The main problem lies not only in designing some algorithm to solve the problem, but mostly in the designing an algorithm that can solve the problem fast. Though the shortest path problem between two nodes and the traveling salesman problem seem very closely related, there is a major difference in the complexity of their solution. While the former can be solved in linear time with respect to the number of edges (roads in a network), the latter belongs to the family of NP complete problems. No algorithm with polynomial (especially not with linear) complexity is known! Since problems that can be solved using methods of discrete mathematics are often an essential part of IT, one has to choose suitable methods and formulate his problems in such a way that the complexity of the solution does not grow over a reasonable bound.
Optimal load balance
One of the optimization problems that have an elegant formulation and solution using discrete mathematics is the balance of computation load as well as data amount distributed among the nodes of a parallel machine. Using graph theory (decompositions of complete graphs) and number theory, we succeeded in designing such distribution in which not only the computational load is balanced but, moreover, the distribution of data fragments enables each fragment to be used only by one core during the entire computation. In such way the memory of each core can be exploited maximally, and tasks can be solved that are larger than in any other possible distribution.
This distribution is in a sense perfect and for certain number of – nodes N cannot be improved any more. Nowadays we are involved in the search for an optimal distribution for additional – values N.

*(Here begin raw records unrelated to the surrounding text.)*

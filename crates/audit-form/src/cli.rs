use std::path::PathBuf;

use anyhow::Result;
use clap::{ArgAction, Parser, Subcommand};
use tracing_subscriber::{EnvFilter, fmt, prelude::*};

use crate::cmd::{
    self, answer::AnswerArgs, answer::DetailArgs, answer::GradientArgs, clear::ClearArgs,
    export::ExportCommand, images::AttachArgs, images::DetachArgs, show::ShowArgs,
};
use crate::config::DATA_DIR_ENV;

#[derive(Parser, Debug)]
#[command(
    name = "audit-form",
    about = "Fill in and export an accessibility audit questionnaire",
    version,
    arg_required_else_help = true
)]
pub struct Cli {
    /// Config file (defaults to the per-user config.toml)
    #[arg(long, value_name = "FILE", global = true)]
    pub config: Option<PathBuf>,

    /// Directory holding answers.json and user_images/
    #[arg(long, value_name = "DIR", global = true, env = DATA_DIR_ENV)]
    pub data_dir: Option<PathBuf>,

    /// Questionnaire JSON replacing the built-in one
    #[arg(long, value_name = "FILE", global = true)]
    pub schema: Option<PathBuf>,

    /// More log output (repeatable)
    #[arg(short, long, action = ArgAction::Count, global = true)]
    pub verbose: u8,

    /// Only log errors
    #[arg(short, long, global = true, conflicts_with = "verbose")]
    pub quiet: bool,

    #[command(subcommand)]
    pub command: Commands,
}

#[derive(Subcommand, Debug)]
pub enum Commands {
    /// Print the questions currently on screen
    Show(ShowArgs),
    /// Set the main response of a question
    Answer(AnswerArgs),
    /// Set the supplementary text of a question
    Detail(DetailArgs),
    /// Record ramp measurements for a gradient question
    Gradient(GradientArgs),
    /// Attach an image to an image question
    Attach(AttachArgs),
    /// Remove an attached image by position
    Detach(DetachArgs),
    /// Check that every ramp marked yes has both measurements
    Validate,
    /// Export the report
    #[command(subcommand)]
    Export(ExportCommand),
    /// Delete all answers and images
    Clear(ClearArgs),
    /// Print the JSON schema of the questionnaire file
    Schema,
}

pub fn main() -> Result<()> {
    let cli = Cli::parse();
    init_tracing(cli.verbose, cli.quiet);
    run(cli)
}

pub fn run(cli: Cli) -> Result<()> {
    if let Commands::Schema = cli.command {
        return cmd::schema::run();
    }
    let mut ctx = cmd::Context::open(&cli)?;
    match cli.command {
        Commands::Show(args) => cmd::show::run(&mut ctx, args),
        Commands::Answer(args) => cmd::answer::run_answer(&mut ctx, args),
        Commands::Detail(args) => cmd::answer::run_detail(&mut ctx, args),
        Commands::Gradient(args) => cmd::answer::run_gradient(&mut ctx, args),
        Commands::Attach(args) => cmd::images::run_attach(&mut ctx, args),
        Commands::Detach(args) => cmd::images::run_detach(&mut ctx, args),
        Commands::Validate => cmd::validate::run(&ctx),
        Commands::Export(command) => cmd::export::run(&ctx, command),
        Commands::Clear(args) => cmd::clear::run(&mut ctx, args),
        Commands::Schema => cmd::schema::run(),
    }
}

fn init_tracing(verbose: u8, quiet: bool) {
    let filter = if quiet {
        "error"
    } else {
        match verbose {
            0 => "warn",
            1 => "info",
            2 => "debug",
            _ => "trace",
        }
    };
    let env_filter = EnvFilter::try_from_default_env().unwrap_or_else(|_| EnvFilter::new(filter));
    tracing_subscriber::registry()
        .with(env_filter)
        .with(fmt::layer().with_writer(std::io::stderr))
        .init();
}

Fair incomplete tournaments
Various systems are employed in sport tournament scheduling.
In those systems unique number is assigned to teams or players. Depend on the system this number could be random or could take into account their strength in comparison to others. Then, the schedule can influence the difficulty of tournaments for particular teams which is not necessarily fair.

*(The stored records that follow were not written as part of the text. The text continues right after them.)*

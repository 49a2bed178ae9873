use assert_cmd::Command;
use assert_fs::TempDir;
use assert_fs::prelude::*;
use predicates::prelude::*;
use serde_json::Value;

/// Temp data dir plus an empty config so the user's own config never leaks in.
struct Workspace {
    dir: TempDir,
}

impl Workspace {
    fn new() -> Self {
        let dir = TempDir::new().expect("tempdir");
        dir.child("config.toml").write_str("").expect("config");
        Self { dir }
    }

    fn with_config(config: &str) -> Self {
        let workspace = Self::new();
        workspace
            .dir
            .child("config.toml")
            .write_str(config)
            .expect("config");
        workspace
    }

    fn cmd(&self) -> Command {
        let mut cmd = Command::cargo_bin("audit-form").expect("binary");
        cmd.arg("--config")
            .arg(self.dir.child("config.toml").path())
            .arg("--data-dir")
            .arg(self.dir.child("data").path())
            .env_remove("AUDIT_FORM_DATA_DIR")
            .env_remove("RUST_LOG");
        cmd
    }

    fn answers(&self) -> Value {
        let raw = std::fs::read_to_string(self.dir.child("data/answers.json").path())
            .expect("answers.json");
        serde_json::from_str(&raw).expect("answers are json")
    }
}

#[test]
fn help_lists_commands() {
    Command::cargo_bin("audit-form")
        .expect("binary")
        .arg("--help")
        .assert()
        .success()
        .stdout(predicate::str::contains("Usage:"))
        .stdout(predicate::str::contains("export"));
}

#[test]
fn answering_no_hides_follow_up_questions() {
    let ws = Workspace::new();
    ws.cmd()
        .args(["answer", "q2", "No"])
        .assert()
        .success()
        .stdout(predicate::str::contains("hidden by answers: q3, q4, q5, q6"));

    ws.cmd()
        .arg("show")
        .assert()
        .success()
        .stdout(predicate::str::contains("== Parking =="))
        .stdout(predicate::str::contains(" - q2 [y/n] Is there on-site parking? = no"))
        .stdout(predicate::str::contains("q3 [").not());

    let answers = ws.answers();
    let q2 = answers
        .as_array()
        .expect("array")
        .iter()
        .find(|record| record["id"] == "q2")
        .expect("q2 saved");
    assert_eq!(q2["response"], "no");
}

#[test]
fn choice_questions_reject_unlisted_answers() {
    let ws = Workspace::new();
    ws.cmd()
        .args(["answer", "q13", "definitely"])
        .assert()
        .failure()
        .stderr(predicate::str::contains(
            "'definitely' is not an answer to 'q13'; expected one of: yes, no",
        ));
    ws.dir
        .child("data/answers.json")
        .assert(predicate::path::missing());

    ws.cmd().args(["answer", "q13", "YES"]).assert().success();
    ws.cmd()
        .arg("validate")
        .assert()
        .failure()
        .stderr(predicate::str::contains("q13"));
}

#[test]
fn retired_questions_are_never_shown() {
    let ws = Workspace::new();
    ws.cmd()
        .arg("show")
        .assert()
        .success()
        .stdout(predicate::str::contains("q126").not())
        .stdout(predicate::str::contains("q53"));
}

#[test]
fn duplicate_group_toggle_and_expansion() {
    let ws = Workspace::new();
    ws.cmd()
        .args(["show", "--json"])
        .assert()
        .success()
        .stdout(predicate::str::contains("Add another Accessible Toilet"))
        .stdout(predicate::str::contains("\"q36\"").not());

    ws.cmd()
        .args(["show", "--expand", "Accessible Toilet"])
        .assert()
        .success()
        .stdout(predicate::str::contains("Hide second Accessible Toilet"))
        .stdout(predicate::str::contains(" - q36 [y/n]"));

    ws.cmd().args(["answer", "q31", "no"]).assert().success();
    ws.cmd()
        .arg("show")
        .assert()
        .success()
        .stdout(predicate::str::contains("Add another").not());
}

#[test]
fn export_requires_complete_ramp_measurements() {
    let ws = Workspace::new();
    ws.cmd().args(["answer", "q13", "yes"]).assert().success();

    ws.cmd()
        .arg("validate")
        .assert()
        .failure()
        .stderr(predicate::str::contains(
            "Please enter height and length for all ramps marked Yes",
        ))
        .stderr(predicate::str::contains("q13"));

    let report = ws.dir.child("out/report.html");
    ws.cmd()
        .args(["export", "html", "--output"])
        .arg(report.path())
        .assert()
        .failure();
    report.assert(predicate::path::missing());

    ws.cmd()
        .args(["gradient", "q13", "--height", "500", "--length", "5000"])
        .assert()
        .success();
    ws.cmd().arg("validate").assert().success();

    ws.cmd()
        .args(["export", "html", "--output"])
        .arg(report.path())
        .assert()
        .success();
    report.assert(predicate::str::contains("<h1>Accessibility Report</h1>"));
    report.assert(predicate::str::contains("Entrance ramp gradient"));
    report.assert(predicate::str::contains("1 : 10"));
}

#[test]
fn images_attach_detach_and_respect_size_limit() {
    let ws = Workspace::new();
    let photo = ws.dir.child("door.png");
    photo
        .write_binary(&[0x89, b'P', b'N', b'G', 0x0d, 0x0a, 0x1a, 0x0a])
        .expect("photo");
    let huge = ws.dir.child("huge.jpg");
    huge.write_binary(&vec![0xffu8; 140 * 1024]).expect("huge");

    ws.cmd()
        .args(["attach", "q17"])
        .arg(huge.path())
        .assert()
        .failure()
        .stderr(predicate::str::contains(
            "The selected image is 140 KB. Please choose an image under 130 KB.",
        ));

    ws.cmd()
        .args(["attach", "q17"])
        .arg(photo.path())
        .assert()
        .success()
        .stdout(predicate::str::contains("user_images"))
        .stdout(predicate::str::contains("q17-"));

    let answers = ws.answers();
    let stored = answers
        .as_array()
        .expect("array")
        .iter()
        .find(|record| record["id"] == "q17")
        .and_then(|record| record["imageList"][0].as_str())
        .expect("image reference")
        .to_string();
    assert!(stored.ends_with(".png"));
    assert!(std::path::Path::new(&stored).exists());

    ws.cmd()
        .args(["attach", "q13"])
        .arg(photo.path())
        .assert()
        .failure()
        .stderr(predicate::str::contains("does not accept images"));

    ws.cmd().args(["detach", "q17", "0"]).assert().success();
    assert!(!std::path::Path::new(&stored).exists());
    ws.cmd()
        .args(["detach", "q17", "0"])
        .assert()
        .failure()
        .stderr(predicate::str::contains("no image at index 0"));
}

#[test]
fn widget_export_embeds_position_and_gallery() {
    let ws = Workspace::with_config("widget_position = \"bottom-center\"\n");
    let photo = ws.dir.child("ramp.jpg");
    photo.write_binary(&[0xff, 0xd8, 0xff, 0xe0]).expect("photo");
    ws.cmd().args(["answer", "q11", "yes"]).assert().success();
    ws.cmd()
        .args(["attach", "q17"])
        .arg(photo.path())
        .assert()
        .success();

    let widget = ws.dir.child("widget.js");
    ws.cmd()
        .args(["export", "widget", "--output"])
        .arg(widget.path())
        .assert()
        .success();
    widget.assert(predicate::str::contains(
        "const buttonPosition = \"bottom-center\";",
    ));
    widget.assert(predicate::str::contains("data:image/jpeg;base64,/9j/4A=="));
    widget.assert(predicate::str::contains("Step at entrance"));

    ws.cmd()
        .args(["export", "widget", "--position", "manual", "--output"])
        .arg(widget.path())
        .assert()
        .success();
    widget.assert(predicate::str::contains("const buttonPosition = \"manual\";"));
}

#[test]
fn pdf_export_needs_a_configured_printer() {
    let ws = Workspace::new();
    ws.cmd()
        .args(["export", "pdf"])
        .assert()
        .failure()
        .stderr(predicate::str::contains("no pdf_command configured"));
}

#[cfg(unix)]
#[test]
fn pdf_export_runs_the_configured_command() {
    let ws = Workspace::with_config("pdf_command = [\"cp\", \"{input}\", \"{output}\"]\n");
    let pdf = ws.dir.child("report.pdf");
    ws.cmd()
        .args(["export", "pdf", "--output"])
        .arg(pdf.path())
        .assert()
        .success()
        .stdout(predicate::str::contains("report.pdf"));
    pdf.assert(predicate::str::contains("Image Gallery (max 24 images shown)"));
}

#[test]
fn exports_default_to_timestamped_names() {
    let ws = Workspace::new();
    let out = ws.dir.child("exports");
    ws.dir
        .child("config.toml")
        .write_str(&format!("output_dir = {:?}\n", out.path().display().to_string()))
        .expect("config");

    ws.cmd()
        .args(["export", "widget"])
        .assert()
        .success()
        .stdout(predicate::str::is_match(r"AccessibilityWidget-\d+\.js").expect("regex"));
}

#[test]
fn clear_requires_confirmation() {
    let ws = Workspace::new();
    ws.cmd().args(["answer", "q2", "yes"]).assert().success();
    ws.dir.child("data/answers.json").assert(predicate::path::exists());

    ws.cmd()
        .arg("clear")
        .assert()
        .failure()
        .stderr(predicate::str::contains("--yes"));
    ws.dir.child("data/answers.json").assert(predicate::path::exists());

    ws.cmd().args(["clear", "--yes"]).assert().success();
    ws.dir.child("data/answers.json").assert(predicate::path::missing());
    ws.dir.child("data/user_images").assert(predicate::path::missing());
}

#[test]
fn data_dir_can_come_from_the_environment() {
    let ws = Workspace::new();
    let data = ws.dir.child("from-env");
    Command::cargo_bin("audit-form")
        .expect("binary")
        .arg("--config")
        .arg(ws.dir.child("config.toml").path())
        .env("AUDIT_FORM_DATA_DIR", data.path())
        .args(["answer", "q2", "yes"])
        .assert()
        .success();
    data.child("answers.json").assert(predicate::path::exists());
}

#[test]
fn unknown_question_fails() {
    let ws = Workspace::new();
    ws.cmd()
        .args(["answer", "zzz", "yes"])
        .assert()
        .failure()
        .stderr(predicate::str::contains("unknown question 'zzz'"));
}

#[test]
fn schema_command_prints_json_schema() {
    Command::cargo_bin("audit-form")
        .expect("binary")
        .arg("schema")
        .assert()
        .success()
        .stdout(predicate::str::contains("QuestionSchema"))
        .stdout(predicate::str::contains("skipLogic"));
}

We can design such schedules that are in a sense equally fair to each team in a tournament. Such schemes are modeled using graph theory in which the difficulty is expressed using labels and weights in graphs. We focus on designing fair schemes as well as their generalizations that will make tournaments more challenging for strong teams and easier for weaker teams. Such schedules can be interesting for general audience since one can expect balanced games throughout the entire season.
Factorizations of complete graphs
Since 1980 the factorization of complete graphs into isomorphic spanning trees has been studied intensely. While for complete bipartite graphs the problem is solved completely, for complete graphs a complete solution is beyond reach. Mathematicians succeeded in the classification of certain classes of trees and have shown a number of surprising results that account for the overall difficulty of a general answer.
Surprisingly, it is easier to answer factorization problems for “larger graphs” while for “small graphs” one usually relies on computer brute force search. But the complexity grows exponentially with the size of a given graph, which makes the computation extremely source demanding despite many clever enhancements. We develop and continually improve parallel software that can find decompositions and factorizations of complete graphs into isomorphic subgraphs.